Every line of the entries below that mentions "carrying" is to be copied out.

═════ Data in this exercise

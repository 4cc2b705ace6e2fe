use mimalloc::MiMalloc;
use tokio::net::TcpListener;
use tracing::{info, warn};
use tracing_subscriber::{EnvFilter, layer::SubscriberExt, util::SubscriberInitExt};

use stockroom::db::CredentialStore;
use stockroom::service::user_loader;

#[global_allocator]
static GLOBAL: MiMalloc = MiMalloc;

#[tokio::main]
async fn main() -> Result<(), Box<dyn std::error::Error>> {
    dotenvy::dotenv().ok();

    let cfg = &stockroom::config::CONFIG;

    let env_filter =
        EnvFilter::try_from_default_env().unwrap_or_else(|_| EnvFilter::new(cfg.loglevel.clone()));
    tracing_subscriber::registry()
        .with(env_filter)
        .with(
            tracing_subscriber::fmt::layer()
                .with_level(true)
                .with_target(false),
        )
        .init();

    info!(
        database_url = %cfg.database_url,
        listen_addr = %cfg.listen_addr,
        loglevel = %cfg.loglevel,
        insecure_cookie = cfg.insecure_cookie
    );
    if cfg.cookie_secret.is_none() {
        warn!("no cookie_secret configured; sessions will not survive a restart");
    }

    let pool = stockroom::db::connect(&cfg.database_url).await?;

    if let Some(users_path) = cfg.users_path.as_ref() {
        let store = CredentialStore::new(pool.clone());
        match user_loader::load_from_file(users_path) {
            Ok(users) if !users.is_empty() => {
                let count = users.len();
                let added = user_loader::seed(&store, users).await?;
                info!(
                    path = %users_path.display(),
                    count,
                    added,
                    "seeded users from file"
                );
            }
            Ok(_) => {
                info!(path = %users_path.display(), "no users discovered");
            }
            Err(e) => {
                warn!(
                    path = %users_path.display(),
                    error = %e,
                    "failed to load users file"
                );
            }
        }
    }

    let state = stockroom::router::StockroomState::new(pool, cfg);
    let app = stockroom::router::stockroom_router(state);

    let listener = TcpListener::bind(cfg.listen_addr.as_str()).await?;
    info!("HTTP server listening on {}", cfg.listen_addr);
    axum::serve(listener, app).await?;
    Ok(())
}
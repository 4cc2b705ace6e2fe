//! Database module: models, schema and stores for persistent state.
//!
//! Layout:
//! - `models.rs`: Rust structs mirroring DB rows
//! - `schema.rs`: numbered SQL migrations (SQLite-first)
//! - `sqlite.rs`: pool construction and migration runner
//! - `users.rs`: credential store over `users`
//! - `inventory.rs`: tag index over `inventory_tags`

pub mod inventory;
pub mod models;
pub mod schema;
pub mod sqlite;
pub mod users;

pub use inventory::TagIndex;
pub use models::{NewUser, User};
pub use schema::MIGRATIONS;
pub use sqlite::{SqlitePool, connect, migrate};
pub use users::CredentialStore;
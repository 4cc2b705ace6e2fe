pub mod auth;

pub use auth::{EmployeeSession, SESSION_COOKIE};
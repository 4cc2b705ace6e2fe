use crate::config::ALLOWED_EXTENSIONS;

/// True if `name` ends in an allowed image extension (case-insensitive).
pub fn is_allowed_image(name: &str) -> bool {
    name.rsplit_once('.')
        .map(|(_, ext)| {
            ALLOWED_EXTENSIONS
                .iter()
                .any(|allowed| ext.eq_ignore_ascii_case(allowed))
        })
        .unwrap_or(false)
}

/// Merge ticked candidate tags with the free-text custom tag field.
///
/// Candidates are lowercased. Custom tags are split on commas and trimmed
/// but otherwise kept as typed; empty pieces are dropped.
pub fn collect_tags<S: AsRef<str>>(selections: &[S], input: &str) -> Vec<String> {
    let selected = selections.iter().map(|s| s.as_ref().to_lowercase());
    let custom = input
        .split(',')
        .map(str::trim)
        .filter(|item| !item.is_empty())
        .map(str::to_string);
    selected.chain(custom).collect()
}
pub mod employees;
pub mod inventory;
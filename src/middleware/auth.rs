use axum::extract::{FromRef, FromRequestParts};
use axum::http::request::Parts;
use axum_extra::extract::cookie::{Cookie, Key, PrivateCookieJar, SameSite};
use time::Duration;

use crate::error::StockroomError;

/// Name of the encrypted cookie carrying the logged-in username.
pub const SESSION_COOKIE: &str = "stockroom_session";

/// An authenticated employee. Handlers that take this extractor reject
/// requests without a valid session cookie with `401`.
#[derive(Debug, Clone, PartialEq, Eq)]
pub struct EmployeeSession {
    pub username: String,
}

impl EmployeeSession {
    /// Read the session from a private cookie jar, if any.
    pub fn from_jar(jar: &PrivateCookieJar) -> Option<Self> {
        jar.get(SESSION_COOKIE)
            .map(|c| c.value().to_owned())
            .filter(|username| !username.is_empty())
            .map(|username| Self { username })
    }

    /// Store this session in the jar.
    pub fn store(&self, jar: PrivateCookieJar, secure: bool) -> PrivateCookieJar {
        jar.add(build_cookie(self.username.clone(), secure))
    }

    /// Remove any session from the jar.
    pub fn clear(jar: PrivateCookieJar) -> PrivateCookieJar {
        jar.remove(Cookie::build(SESSION_COOKIE).path("/").build())
    }
}

impl<S> FromRequestParts<S> for EmployeeSession
where
    S: Send + Sync,
    Key: FromRef<S>,
{
    type Rejection = StockroomError;

    async fn from_request_parts(parts: &mut Parts, state: &S) -> Result<Self, Self::Rejection> {
        let jar = PrivateCookieJar::from_headers(&parts.headers, Key::from_ref(state));
        Self::from_jar(&jar).ok_or(StockroomError::Unauthenticated)
    }
}

fn build_cookie(username: String, secure: bool) -> Cookie<'static> {
    Cookie::build((SESSION_COOKIE, username))
        .path("/")
        .http_only(true)
        .secure(secure)
        .same_site(SameSite::Lax)
        .max_age(Duration::hours(12))
        .build()
}
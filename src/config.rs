use crate::error::StockroomError;
use axum_extra::extract::cookie::Key;
use figment::{
    Figment,
    providers::{Env, Serialized},
};
use serde::{Deserialize, Serialize};
use std::path::PathBuf;
use std::sync::LazyLock;
use tracing::warn;

/// Prefix for environment overrides, e.g. `STOCKROOM_DATABASE_URL`.
pub const ENV_PREFIX: &str = "STOCKROOM_";

/// Extensions accepted for inventory images.
pub const ALLOWED_EXTENSIONS: [&str; 3] = ["png", "jpg", "jpeg"];

/// Process-wide configuration, built on first access.
pub static CONFIG: LazyLock<Config> =
    LazyLock::new(|| Config::load().expect("FATAL: invalid stockroom configuration"));

#[derive(Debug, Clone, Serialize, Deserialize)]
#[serde(default)]
pub struct Config {
    pub database_url: String,
    pub listen_addr: String,
    pub loglevel: String,
    /// Secret for the private session cookie; at least 64 bytes.
    pub cookie_secret: Option<String>,
    /// Drop the `Secure` cookie flag (plain HTTP during development).
    pub insecure_cookie: bool,
    /// Bulk user file loaded at startup.
    pub users_path: Option<PathBuf>,
}

impl Default for Config {
    fn default() -> Self {
        Self {
            database_url: "sqlite:stockroom.db".to_string(),
            listen_addr: "0.0.0.0:8000".to_string(),
            loglevel: "info".to_string(),
            cookie_secret: None,
            insecure_cookie: false,
            users_path: None,
        }
    }
}

impl Config {
    /// Defaults merged with `STOCKROOM_*` environment variables.
    pub fn load() -> Result<Self, StockroomError> {
        Self::figment().extract().map_err(StockroomError::from)
    }

    pub fn figment() -> Figment {
        Figment::from(Serialized::defaults(Config::default())).merge(Env::prefixed(ENV_PREFIX))
    }

    /// Key used to encrypt session cookies.
    ///
    /// A missing or too short secret yields a random key, which invalidates
    /// every session on restart.
    pub fn cookie_key(&self) -> Key {
        let Some(secret) = self.cookie_secret.as_deref() else {
            return Key::generate();
        };
        match Key::try_from(secret.as_bytes()) {
            Ok(key) => key,
            Err(e) => {
                warn!(error = %e, "cookie_secret unusable; generating a random key");
                Key::generate()
            }
        }
    }
}
use crate::db::schema::{MIGRATIONS, SCHEMA_MIGRATIONS_INIT};
use crate::error::StockroomError;
use sqlx::sqlite::{SqliteConnectOptions, SqlitePoolOptions};
use sqlx::{Pool, Sqlite};
use std::str::FromStr;
use tracing::{debug, info};

pub type SqlitePool = Pool<Sqlite>;

/// Open a pool for `database_url` and bring its schema up to date.
///
/// In-memory databases are pinned to a single connection that is never
/// recycled; each SQLite memory connection is its own database.
pub async fn connect(database_url: &str) -> Result<SqlitePool, StockroomError> {
    let connect_opts = SqliteConnectOptions::from_str(database_url)?.create_if_missing(true);

    let mut pool_opts = SqlitePoolOptions::new();
    if database_url.contains(":memory:") {
        pool_opts = pool_opts
            .max_connections(1)
            .idle_timeout(None)
            .max_lifetime(None);
    }
    let pool = pool_opts.connect_with(connect_opts).await?;

    migrate(&pool).await?;
    Ok(pool)
}

/// Apply every migration not yet recorded in `schema_migrations`.
/// Each migration runs in its own transaction.
pub async fn migrate(pool: &SqlitePool) -> Result<(), StockroomError> {
    sqlx::query(SCHEMA_MIGRATIONS_INIT).execute(pool).await?;

    for &(version, ddl) in MIGRATIONS {
        let applied: Option<(i64,)> =
            sqlx::query_as("SELECT version FROM schema_migrations WHERE version = ?")
                .bind(version)
                .fetch_optional(pool)
                .await?;
        if applied.is_some() {
            debug!(version, "migration already applied");
            continue;
        }

        let mut tx = pool.begin().await?;
        // sqlx::query runs a single statement, so split the script
        for stmt in ddl.split(';') {
            let s = stmt.trim();
            if s.is_empty() {
                continue;
            }
            sqlx::query(s).execute(&mut *tx).await?;
        }
        sqlx::query("INSERT INTO schema_migrations (version) VALUES (?)")
            .bind(version)
            .execute(&mut *tx)
            .await?;
        tx.commit().await?;
        info!(version, "applied schema migration");
    }
    Ok(())
}
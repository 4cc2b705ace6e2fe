use axum::{
    Json,
    extract::{Path, State},
    http::StatusCode,
    response::IntoResponse,
};
use axum_extra::extract::cookie::PrivateCookieJar;
use serde::{Deserialize, Serialize};
use tracing::info;

use crate::middleware::auth::EmployeeSession;
use crate::service::tagging::{collect_tags, is_allowed_image};
use crate::{StockroomError, router::StockroomState};

#[derive(Debug, Deserialize)]
pub struct LoginForm {
    pub username: String,
    pub password: String,
}

#[derive(Debug, Serialize)]
pub struct LoginResponse {
    pub username: String,
    pub first_name: String,
}

#[derive(Debug, Serialize)]
pub struct EmployeeHome {
    pub username: String,
}

/// Tags chosen on the upload confirmation form.
#[derive(Debug, Default, Deserialize)]
pub struct TagConfirmation {
    /// Candidate labels the employee ticked.
    #[serde(default)]
    pub selections: Vec<String>,
    /// Comma separated custom tags.
    #[serde(default)]
    pub input: String,
}

#[derive(Debug, Serialize)]
pub struct TaggedImage {
    pub image_id: String,
    pub tags: Vec<String>,
}

/// POST /employees/login -> verifies credentials and opens a session.
/// A caller that already holds a session gets it back; the body is then ignored
/// and may be omitted.
pub async fn login(
    State(state): State<StockroomState>,
    jar: PrivateCookieJar,
    form: Option<Json<LoginForm>>,
) -> Result<impl IntoResponse, StockroomError> {
    let username = match (EmployeeSession::from_jar(&jar), form) {
        (Some(session), _) => session.username,
        (None, Some(Json(form))) => {
            state
                .credentials
                .verify(&form.username, &form.password)
                .await
                .inspect_err(|e| info!(username = %form.username, reason = %e, "login refused"))?;
            form.username
        }
        (None, None) => return Err(StockroomError::Unauthenticated),
    };

    let first_name = state
        .credentials
        .find_user(&username)
        .await?
        .map(|u| u.first_name)
        .unwrap_or_default();

    let session = EmployeeSession { username };
    let jar = session.store(jar, state.secure_cookie);
    info!(username = %session.username, "employee logged in");

    Ok((
        jar,
        Json(LoginResponse {
            username: session.username,
            first_name,
        }),
    ))
}

/// POST /employees/logout -> drops the session cookie.
pub async fn logout(jar: PrivateCookieJar) -> impl IntoResponse {
    if let Some(session) = EmployeeSession::from_jar(&jar) {
        info!(username = %session.username, "employee logged out");
    }
    (EmployeeSession::clear(jar), StatusCode::NO_CONTENT)
}

/// GET /employees -> who is logged in.
pub async fn employee_home(session: EmployeeSession) -> Json<EmployeeHome> {
    Json(EmployeeHome {
        username: session.username,
    })
}

/// POST /employees/uploads/{image_id} -> store the confirmed tags for an upload.
pub async fn confirm_tags(
    State(state): State<StockroomState>,
    session: EmployeeSession,
    Path(image_id): Path<String>,
    Json(form): Json<TagConfirmation>,
) -> Result<(StatusCode, Json<TaggedImage>), StockroomError> {
    if !is_allowed_image(&image_id) {
        return Err(StockroomError::InvalidImageId(image_id));
    }

    let tags = collect_tags(&form.selections, &form.input);
    state.tags.add_tagged_image(&image_id, &tags).await?;
    info!(
        username = %session.username,
        image_id = %image_id,
        count = tags.len(),
        "tags confirmed"
    );

    Ok((StatusCode::CREATED, Json(TaggedImage { image_id, tags })))
}
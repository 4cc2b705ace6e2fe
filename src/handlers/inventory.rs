use axum::{
    Json,
    extract::{Query, State},
    response::{IntoResponse, Redirect, Response},
};
use serde::{Deserialize, Serialize};

use crate::{StockroomError, router::StockroomState};

#[derive(Debug, Serialize)]
pub struct ItemList {
    pub title: String,
    pub image_ids: Vec<String>,
}

#[derive(Debug, Deserialize)]
pub struct SearchQuery {
    #[serde(default)]
    pub tag: String,
}

/// GET / -> every tagged image, each once.
pub async fn list_items(State(state): State<StockroomState>) -> Result<Json<ItemList>, StockroomError> {
    let image_ids = state.tags.list_all_image_ids().await?;
    Ok(Json(ItemList {
        title: "All Items".to_string(),
        image_ids,
    }))
}

/// GET /search?tag=.. -> images carrying exactly that tag.
/// An empty tag sends the customer back to the full listing.
pub async fn search_items(
    State(state): State<StockroomState>,
    Query(query): Query<SearchQuery>,
) -> Result<Response, StockroomError> {
    if query.tag.is_empty() {
        return Ok(Redirect::to("/").into_response());
    }

    let image_ids = state.tags.list_image_ids_by_tag(&query.tag).await?;
    Ok(Json(ItemList {
        title: capitalize(&query.tag),
        image_ids,
    })
    .into_response())
}

/// First character uppercased, the rest lowercased.
fn capitalize(tag: &str) -> String {
    let mut chars = tag.chars();
    match chars.next() {
        Some(first) => first.to_uppercase().chain(chars.flat_map(char::to_lowercase)).collect(),
        None => String::new(),
    }
}
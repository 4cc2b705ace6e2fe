use crate::db::models::User;
use crate::db::sqlite::SqlitePool;
use crate::error::{StockroomError, VerifyError};
use argon2::password_hash::rand_core::OsRng;
use argon2::password_hash::{PasswordHash, PasswordHasher, PasswordVerifier, SaltString};
use argon2::Argon2;
use tracing::{debug, info};

/// Username to password-hash mapping backing employee login.
#[derive(Clone)]
pub struct CredentialStore {
    pool: SqlitePool,
}

impl CredentialStore {
    pub fn new(pool: SqlitePool) -> Self {
        Self { pool }
    }

    /// Hash `password` with a fresh salt and insert the user.
    /// Fails with `UserExists` if the username is taken.
    pub async fn add_user(
        &self,
        username: &str,
        password: &str,
        first_name: &str,
        last_name: &str,
    ) -> Result<(), StockroomError> {
        let password_hash = hash_password(password).await?;

        let res = sqlx::query(
            r#"INSERT INTO users (username, password_hash, first_name, last_name)
               VALUES (?, ?, ?, ?)"#,
        )
        .bind(username)
        .bind(password_hash)
        .bind(first_name)
        .bind(last_name)
        .execute(&self.pool)
        .await;

        match res {
            Ok(_) => {
                info!(username, "user added");
                Ok(())
            }
            Err(sqlx::Error::Database(db_err)) if db_err.is_unique_violation() => {
                Err(StockroomError::UserExists(username.to_string()))
            }
            Err(e) => Err(e.into()),
        }
    }

    pub async fn find_user(&self, username: &str) -> Result<Option<User>, StockroomError> {
        let user = sqlx::query_as::<_, User>(
            r#"SELECT username, password_hash, first_name, last_name
               FROM users WHERE username = ?"#,
        )
        .bind(username)
        .fetch_optional(&self.pool)
        .await?;
        Ok(user)
    }

    /// Check a login attempt. Refusals come back as `StockroomError::Verify`.
    pub async fn verify(&self, username: &str, password: &str) -> Result<(), StockroomError> {
        let Some(user) = self.find_user(username).await? else {
            debug!(username, "login refused: unknown user");
            return Err(VerifyError::UnknownUser.into());
        };

        if check_password(password, &user.password_hash).await? {
            Ok(())
        } else {
            debug!(username, "login refused: bad password");
            Err(VerifyError::BadPassword.into())
        }
    }
}

/// Argon2 hash with a fresh salt, computed on the blocking pool.
async fn hash_password(password: &str) -> Result<String, StockroomError> {
    let password = password.to_string();
    tokio::task::spawn_blocking(move || -> Result<String, StockroomError> {
        let salt = SaltString::generate(&mut OsRng);
        let hash = Argon2::default().hash_password(password.as_bytes(), &salt)?;
        Ok(hash.to_string())
    })
    .await
    .map_err(|e| StockroomError::PasswordHash(format!("hash task join error: {e}")))?
}

/// `Ok(false)` on mismatch; malformed stored hashes are errors.
async fn check_password(password: &str, stored: &str) -> Result<bool, StockroomError> {
    let password = password.to_string();
    let stored = stored.to_string();
    tokio::task::spawn_blocking(move || -> Result<bool, StockroomError> {
        let parsed = PasswordHash::new(&stored)?;
        match Argon2::default().verify_password(password.as_bytes(), &parsed) {
            Ok(()) => Ok(true),
            Err(argon2::password_hash::Error::Password) => Ok(false),
            Err(e) => Err(e.into()),
        }
    })
    .await
    .map_err(|e| StockroomError::PasswordHash(format!("verify task join error: {e}")))?
}

#[cfg(test)]
mod tests {
    use super::*;
    use crate::db::sqlite::connect;

    async fn store() -> CredentialStore {
        let pool = connect("sqlite::memory:").await.expect("open db");
        CredentialStore::new(pool)
    }

    #[tokio::test]
    async fn verify_distinguishes_unknown_user_and_bad_password() {
        let store = store().await;
        store
            .add_user("alice", "secret", "Alice", "A")
            .await
            .expect("add alice");

        assert!(store.verify("alice", "secret").await.is_ok());
        assert!(matches!(
            store.verify("alice", "wrong").await,
            Err(StockroomError::Verify(VerifyError::BadPassword))
        ));
        assert!(matches!(
            store.verify("bob", "x").await,
            Err(StockroomError::Verify(VerifyError::UnknownUser))
        ));
    }

    #[tokio::test]
    async fn duplicate_username_is_rejected_and_original_kept() {
        let store = store().await;
        store
            .add_user("alice", "secret", "Alice", "A")
            .await
            .expect("add alice");

        let dup = store.add_user("alice", "other", "Alicia", "B").await;
        assert!(matches!(dup, Err(StockroomError::UserExists(ref u)) if u == "alice"));

        assert!(store.verify("alice", "secret").await.is_ok());
        assert!(store.verify("alice", "other").await.is_err());
        let user = store.find_user("alice").await.expect("lookup").expect("present");
        assert_eq!(user.first_name, "Alice");
    }

    #[tokio::test]
    async fn stored_hash_is_salted_and_not_plaintext() {
        let store = store().await;
        store.add_user("a", "same", "A", "A").await.expect("add a");
        store.add_user("b", "same", "B", "B").await.expect("add b");

        let a = store.find_user("a").await.expect("lookup").expect("a");
        let b = store.find_user("b").await.expect("lookup").expect("b");
        assert!(a.password_hash.starts_with("$argon2"));
        assert!(!a.password_hash.contains("same"));
        assert_ne!(a.password_hash, b.password_hash);
    }

    #[tokio::test(flavor = "current_thread")]
    async fn hashing_leaves_the_runtime_free() {
        let hashing = tokio::spawn(async { hash_password("secret").await });

        let mut yields = 0u64;
        while !hashing.is_finished() {
            tokio::task::yield_now().await;
            yields += 1;
        }
        let hash = hashing.await.expect("join").expect("hash");

        // hashing inline would finish within the first yield
        assert!(yields > 1, "runtime stalled while hashing ({yields} yields)");
        assert!(check_password("secret", &hash).await.expect("check"));
        assert!(!check_password("other", &hash).await.expect("check"));
    }

    #[tokio::test]
    async fn malformed_stored_hash_is_an_error_not_a_refusal() {
        assert!(matches!(
            check_password("secret", "not-a-phc-string").await,
            Err(StockroomError::PasswordHash(_))
        ));
    }

    #[tokio::test]
    async fn usernames_are_case_sensitive() {
        let store = store().await;
        store.add_user("alice", "secret", "Alice", "A").await.expect("add");
        assert!(matches!(
            store.verify("Alice", "secret").await,
            Err(StockroomError::Verify(VerifyError::UnknownUser))
        ));
    }
}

══════════

Task result
/// Name of the encrypted cookie carrying the logged-in username.
/// GET /search?tag=.. -> images carrying exactly that tag.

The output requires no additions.